Looking Back

“You will never be happy if you continue to search for what happiness consists of. You will never live if you are looking for the meaning of life.”

Albert Camus


Looking Backward: 2000–1887 is a utopian novel by Edward Bellamy, a journalist and writer from Chicopee Falls, Massachusetts; it was first published in 1888. It was the third largest bestseller of its time, after Uncle Tom's Cabin and Ben-Hur: A Tale of the Christ. It influenced many intellectuals, and appears by title in many socialist writings of the day. "It is one of the few books ever published that created almost immediately on its appearance a political mass movement".

In the United States alone, over 162 "Bellamy Clubs" sprang up to discuss and propagate the book's ideas. Owing to its commitment to the nationalization of private property and the desire to avoid use of the term "socialism", this political movement came to be known as Nationalism—not to be confused with the political concept of nationalism. The novel also inspired several utopian communities.

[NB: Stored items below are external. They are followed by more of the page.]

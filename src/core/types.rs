//! core::types
//!
//! Strong types for core domain concepts.
//!
//! # Types
//!
//! - [`RepoName`] - Validated repository identifier
//! - [`RemoteUrl`] - Validated fetchable remote reference
//! - [`BranchName`] - Validated Git branch name
//! - [`Oid`] - Git object identifier (SHA)
//! - [`RefName`] - Validated Git reference name
//! - [`UtcTimestamp`] - RFC3339 timestamp
//!
//! # Validation
//!
//! These types enforce validity at construction time. Invalid values
//! cannot be represented, so a `RepositorySpec` built from them is always
//! well-formed.
//!
//! # Examples
//!
//! ```
//! use reposync::core::types::{BranchName, Oid, RefName, RemoteUrl, RepoName};
//!
//! // Valid constructions
//! let name = RepoName::new("assisted-service").unwrap();
//! let url = RemoteUrl::new("https://example.com/openshift/assisted-service.git").unwrap();
//! let branch = BranchName::new("master").unwrap();
//! let oid = Oid::new("abc123def4567890abc123def4567890abc12345").unwrap();
//! let refname = RefName::for_branch(&branch);
//! assert_eq!(refname.as_str(), "refs/heads/master");
//!
//! // Invalid constructions fail at creation time
//! assert!(RepoName::new("../escape").is_err());
//! assert!(RemoteUrl::new("ftp://example.com/repo").is_err());
//! assert!(BranchName::new("invalid..name").is_err());
//! assert!(Oid::new("not-a-sha").is_err());
//! # let _ = (name, url, oid);
//! ```

use serde::{Deserialize, Serialize};
use thiserror::Error;

/// Errors from type validation.
#[derive(Debug, Error, PartialEq, Eq)]
pub enum TypeError {
    #[error("invalid repository name: {0}")]
    InvalidRepoName(String),

    #[error("invalid remote url: {0}")]
    InvalidRemoteUrl(String),

    #[error("invalid branch name: {0}")]
    InvalidBranchName(String),

    #[error("invalid object id: {0}")]
    InvalidOid(String),
}

/// A validated repository identifier.
///
/// Names double as the default checkout directory under the workspace root,
/// so they are restricted to a filesystem-safe alphabet:
/// - ASCII letters, digits, `-`, `_`, `.`
/// - Cannot be empty or longer than 100 characters
/// - Cannot start with `.` (keeps lock and marker siblings unambiguous)
///
/// # Example
///
/// ```
/// use reposync::core::types::RepoName;
///
/// let name = RepoName::new("assisted-service").unwrap();
/// assert_eq!(name.as_str(), "assisted-service");
///
/// assert!(RepoName::new("").is_err());
/// assert!(RepoName::new(".hidden").is_err());
/// assert!(RepoName::new("a/b").is_err());
/// ```
#[derive(Debug, Clone, PartialEq, Eq, Hash, PartialOrd, Ord, Serialize, Deserialize)]
#[serde(try_from = "String", into = "String")]
pub struct RepoName(String);

impl RepoName {
    const MAX_LEN: usize = 100;

    /// Create a new validated repository name.
    ///
    /// # Errors
    ///
    /// Returns `TypeError::InvalidRepoName` if the name is empty, too long,
    /// starts with `.`, or contains characters outside the allowed set.
    pub fn new(name: impl Into<String>) -> Result<Self, TypeError> {
        let name = name.into();
        Self::validate(&name)?;
        Ok(Self(name))
    }

    fn validate(name: &str) -> Result<(), TypeError> {
        if name.is_empty() {
            return Err(TypeError::InvalidRepoName(
                "repository name cannot be empty".into(),
            ));
        }
        if name.len() > Self::MAX_LEN {
            return Err(TypeError::InvalidRepoName(format!(
                "repository name cannot exceed {} characters",
                Self::MAX_LEN
            )));
        }
        if name.starts_with('.') {
            return Err(TypeError::InvalidRepoName(
                "repository name cannot start with '.'".into(),
            ));
        }
        if let Some(c) = name
            .chars()
            .find(|c| !(c.is_ascii_alphanumeric() || matches!(c, '-' | '_' | '.')))
        {
            return Err(TypeError::InvalidRepoName(format!(
                "repository name cannot contain {c:?}"
            )));
        }
        Ok(())
    }

    /// Get the name as a string slice.
    pub fn as_str(&self) -> &str {
        &self.0
    }
}

impl TryFrom<String> for RepoName {
    type Error = TypeError;

    fn try_from(s: String) -> Result<Self, Self::Error> {
        Self::new(s)
    }
}

impl From<RepoName> for String {
    fn from(name: RepoName) -> Self {
        name.0
    }
}

impl AsRef<str> for RepoName {
    fn as_ref(&self) -> &str {
        &self.0
    }
}

impl std::fmt::Display for RepoName {
    fn fmt(&self, f: &mut std::fmt::Formatter<'_>) -> std::fmt::Result {
        write!(f, "{}", self.0)
    }
}

/// A validated remote repository reference.
///
/// Accepted forms:
/// - `https://`, `http://`, `ssh://`, `git://` and `file://` URLs with a
///   non-empty path
/// - scp-like `user@host:path`
///
/// Which transports actually work at runtime depends on the enabled cargo
/// features (`https`, `ssh`); `file://` and `git://` are always available.
///
/// # Example
///
/// ```
/// use reposync::core::types::RemoteUrl;
///
/// assert!(RemoteUrl::new("https://example.com/org/repo.git").is_ok());
/// assert!(RemoteUrl::new("git@example.com:org/repo.git").is_ok());
/// assert!(RemoteUrl::new("file:///srv/git/repo.git").is_ok());
///
/// assert!(RemoteUrl::new("").is_err());
/// assert!(RemoteUrl::new("https://").is_err());
/// assert!(RemoteUrl::new("https://example.com/a repo").is_err());
/// ```
#[derive(Debug, Clone, PartialEq, Eq, Hash, Serialize, Deserialize)]
#[serde(try_from = "String", into = "String")]
pub struct RemoteUrl(String);

impl RemoteUrl {
    const SCHEMES: [&'static str; 5] = ["https://", "http://", "ssh://", "git://", "file://"];

    /// Create a new validated remote URL.
    ///
    /// # Errors
    ///
    /// Returns `TypeError::InvalidRemoteUrl` for empty strings, whitespace or
    /// control characters, unknown schemes, and URLs without a path.
    pub fn new(url: impl Into<String>) -> Result<Self, TypeError> {
        let url = url.into();
        Self::validate(&url)?;
        Ok(Self(url))
    }

    fn validate(url: &str) -> Result<(), TypeError> {
        if url.is_empty() {
            return Err(TypeError::InvalidRemoteUrl("url cannot be empty".into()));
        }
        if url.chars().any(|c| c.is_whitespace() || c.is_control()) {
            return Err(TypeError::InvalidRemoteUrl(
                "url cannot contain whitespace or control characters".into(),
            ));
        }

        if let Some(rest) = Self::SCHEMES.iter().find_map(|s| url.strip_prefix(s)) {
            // file:///path has an empty authority; everything else needs a host.
            let (host, path) = match rest.split_once('/') {
                Some((host, path)) => (host, path),
                None => (rest, ""),
            };
            if host.is_empty() && !url.starts_with("file://") {
                return Err(TypeError::InvalidRemoteUrl(format!(
                    "url '{url}' has no host"
                )));
            }
            if path.trim_matches('/').is_empty() {
                return Err(TypeError::InvalidRemoteUrl(format!(
                    "url '{url}' has no repository path"
                )));
            }
            return Ok(());
        }

        if url.contains("://") {
            return Err(TypeError::InvalidRemoteUrl(format!(
                "unsupported scheme in '{url}'"
            )));
        }

        // scp-like syntax: [user@]host:path
        match url.split_once(':') {
            Some((host, path))
                if !host.is_empty()
                    && !host.contains('/')
                    && !path.is_empty()
                    && !host.ends_with('@') =>
            {
                Ok(())
            }
            _ => Err(TypeError::InvalidRemoteUrl(format!(
                "'{url}' is neither a url nor scp-like host:path"
            ))),
        }
    }

    /// Get the URL as a string slice.
    pub fn as_str(&self) -> &str {
        &self.0
    }
}

impl TryFrom<String> for RemoteUrl {
    type Error = TypeError;

    fn try_from(s: String) -> Result<Self, Self::Error> {
        Self::new(s)
    }
}

impl From<RemoteUrl> for String {
    fn from(url: RemoteUrl) -> Self {
        url.0
    }
}

impl AsRef<str> for RemoteUrl {
    fn as_ref(&self) -> &str {
        &self.0
    }
}

impl std::fmt::Display for RemoteUrl {
    fn fmt(&self, f: &mut std::fmt::Formatter<'_>) -> std::fmt::Result {
        write!(f, "{}", self.0)
    }
}

/// A validated Git branch name.
///
/// Branch names must conform to Git's refname rules (see `git check-ref-format`):
/// - Cannot be empty
/// - Cannot start with `.` or `-`
/// - Cannot end with `.lock` or `/`
/// - Cannot contain `..`, `@{`, `//`, or ASCII control characters
/// - Cannot contain spaces, `~`, `^`, `:`, `\`, `?`, `*`, `[`
/// - Cannot be exactly `@`
///
/// # Example
///
/// ```
/// use reposync::core::types::BranchName;
///
/// let name = BranchName::new("release/4.14").unwrap();
/// assert_eq!(name.as_str(), "release/4.14");
///
/// assert!(BranchName::new("").is_err());
/// assert!(BranchName::new(".hidden").is_err());
/// assert!(BranchName::new("branch.lock").is_err());
/// assert!(BranchName::new("has space").is_err());
/// assert!(BranchName::new("@").is_err());
/// ```
#[derive(Debug, Clone, PartialEq, Eq, Hash, Serialize, Deserialize)]
#[serde(try_from = "String", into = "String")]
pub struct BranchName(String);

impl BranchName {
    /// Create a new validated branch name.
    ///
    /// # Errors
    ///
    /// Returns `TypeError::InvalidBranchName` if the name violates Git's refname rules.
    pub fn new(name: impl Into<String>) -> Result<Self, TypeError> {
        let name = name.into();
        Self::validate(&name)?;
        Ok(Self(name))
    }

    fn validate(name: &str) -> Result<(), TypeError> {
        if name.is_empty() {
            return Err(TypeError::InvalidBranchName(
                "branch name cannot be empty".into(),
            ));
        }

        if name == "@" {
            return Err(TypeError::InvalidBranchName(
                "branch name cannot be '@' (reserved)".into(),
            ));
        }

        if name.starts_with('.') {
            return Err(TypeError::InvalidBranchName(
                "branch name cannot start with '.'".into(),
            ));
        }
        if name.starts_with('-') {
            return Err(TypeError::InvalidBranchName(
                "branch name cannot start with '-'".into(),
            ));
        }

        if name.ends_with(".lock") {
            return Err(TypeError::InvalidBranchName(
                "branch name cannot end with '.lock'".into(),
            ));
        }
        if name.ends_with('/') {
            return Err(TypeError::InvalidBranchName(
                "branch name cannot end with '/'".into(),
            ));
        }

        for bad in ["..", "@{", "//"] {
            if name.contains(bad) {
                return Err(TypeError::InvalidBranchName(format!(
                    "branch name cannot contain '{bad}'"
                )));
            }
        }

        const INVALID_CHARS: [char; 8] = [' ', '~', '^', ':', '\\', '?', '*', '['];
        for c in INVALID_CHARS {
            if name.contains(c) {
                return Err(TypeError::InvalidBranchName(format!(
                    "branch name cannot contain '{c}'"
                )));
            }
        }

        if name.chars().any(|c| c.is_ascii_control()) {
            return Err(TypeError::InvalidBranchName(
                "branch name cannot contain control characters".into(),
            ));
        }

        for component in name.split('/') {
            if component.starts_with('.') {
                return Err(TypeError::InvalidBranchName(
                    "path component cannot start with '.'".into(),
                ));
            }
            if component.ends_with(".lock") {
                return Err(TypeError::InvalidBranchName(
                    "path component cannot end with '.lock'".into(),
                ));
            }
        }

        Ok(())
    }

    /// Get the branch name as a string slice.
    pub fn as_str(&self) -> &str {
        &self.0
    }
}

impl TryFrom<String> for BranchName {
    type Error = TypeError;

    fn try_from(s: String) -> Result<Self, Self::Error> {
        Self::new(s)
    }
}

“Human history, like all great movements, was cyclical, and returned to the point of beginning. the idea of indefinite progress in a right line was a chimera of the imagination, with no analogue in nature. The parabola of a comet was perhaps a better illustration of the career of humanity. Tending upward and sunward from the aphelion of barbarism, the race attained the perihelion of civilization only to plunge downward once more to its nether goal in the regions of chaos.”